For those who are self-employed, your lender may also require a little more information to help verify your source of income. Copies of your last two federal income tax returns, as well as profit-and-loss statements, may be requested for review.

2. Tax Returns and W-2s and/or 1099s

To provide further proof of employment and income, make sure to prepare copies of your last W-2 and/or 1099 statements and tax returns. Typically, lenders will ask for two years' worth of information.

Remember, a W-2 form is used by company employees. This form shows a person's income and how much money was taken out for taxes. In contrast, a 1099-MISC is used by independent contractors or the self-employed. This form shows a person's income, but does NOT show how much money was taken out for taxes.
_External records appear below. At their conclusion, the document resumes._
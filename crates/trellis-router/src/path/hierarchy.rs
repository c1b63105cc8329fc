/// Lazy iterator over a path and its ancestors
///
/// For path `/a/b/c`, yields: `/a/b/c` → `/a/b` → `/a` → `/`
///
/// Borrows from the input and allocates nothing. Layout chains are built
/// by collecting this sequence and reversing it (root first).
///
/// # Examples
///
/// ```
/// use trellis_router::path::PathHierarchy;
///
/// let paths: Vec<&str> = PathHierarchy::new("/author/[slug]").collect();
/// assert_eq!(paths, vec!["/author/[slug]", "/author", "/"]);
/// ```
#[derive(Debug, Clone)]
pub struct PathHierarchy<'a> {
    current: Option<&'a str>,
}

impl<'a> PathHierarchy<'a> {
    pub fn new(path: &'a str) -> Self {
        Self {
            current: Some(path),
        }
    }
}

impl<'a> Iterator for PathHierarchy<'a> {
    type Item = &'a str;

    fn next(&mut self) -> Option<Self::Item> {
        let current = self.current?;

        self.current = if current == "/" {
            None
        } else if let Some(slash_pos) = current.rfind('/') {
            if slash_pos == 0 {
                Some("/")
            } else {
                Some(&current[..slash_pos])
            }
        } else {
            None
        };

        Some(current)
    }
}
These documents are important because they not only verify your salary, but also show trends in your earnings and details about investment gains or losses. Most importantly, this information can affect your total income level and subsequent loan approval amount, as calculated by your lender.

Does a lender absolutely need 1099s or W2s if tax returns are provided? Isn't this just a duplication of information? Ultimately, the lender is interested in the borrower's ability to afford the mortgage. Tax returns and 1099s show a history of past income, but W-2s show current income and stability of employment and wages. All these documents can be assessed against one another to ensure the numbers paint an accurate picture of your financial situation.

3. Credit Report

Before you are approved for a loan, lenders will also perform a credit check. While each loan program may have its own minimum credit score requirement, it's always smart to know your credit score in advance. So, even if you are just considering refinancing, it is never too early to check all three FICO scores to make sure that you're on the right track.

By taking this precautionary step, you have the opportunity to review your credit rating before your lender does. And, you get the chance to take care of any necessary credit repair work. This means getting rid of those extra credit cards you don't really need, paying down your account balances and making sure you pay all your bills on time from this point forward. Remember, the best mortgage rates are almost always reserved for the borrowers with the best credit.

To learn more information about how to protect your credit score, check out PennyMac's blog post, Ten Ways to Protect Your Credit Score for Mortgage Application.

4. Statements of Outstanding Debt

Even though your lender will be able to see your existing debts via your credit report, you will still have to provide documentation detailing your current outstanding financial obligations. So, make sure to gather account statements on remaining debts, including your existing mortgage, home equity lines of credit, car loans and student loans. In some circumstances, borrowers may also need to submit alimony and child support details, if applicable.

5. Statement of Assets

In addition, your lender will want to verify that you have enough cash in your savings accounts to cover any out-of-pocket closing costs and at least two months' worth of mortgage payments.

Therefore, make sure to prepare copies of statements for your saving accounts, retirement account, stocks, bonds and certificates of deposits. All of these documents will provide proof of any additional assets you own in addition to your regular salary… and may help you score a better refinance deal! Remember, the more income you have, the more a lender is willing to lend.

A Quick Review

Applying for a home loan can be rather time consuming and intimidating. But, borrowers can spare themselves some undue frustration with a little preparation. To help you along, make sure to compile the following documents before beginning processing and underwriting:

  • Pay stubs
  • W-2s and tax returns
  • Credit reports
  • Statements of outstanding debt
  • Statements of assets

And just remember, even though collecting this information is a hassle, the payoff – lower interest rates and monthly mortgage bills – may be well worth it!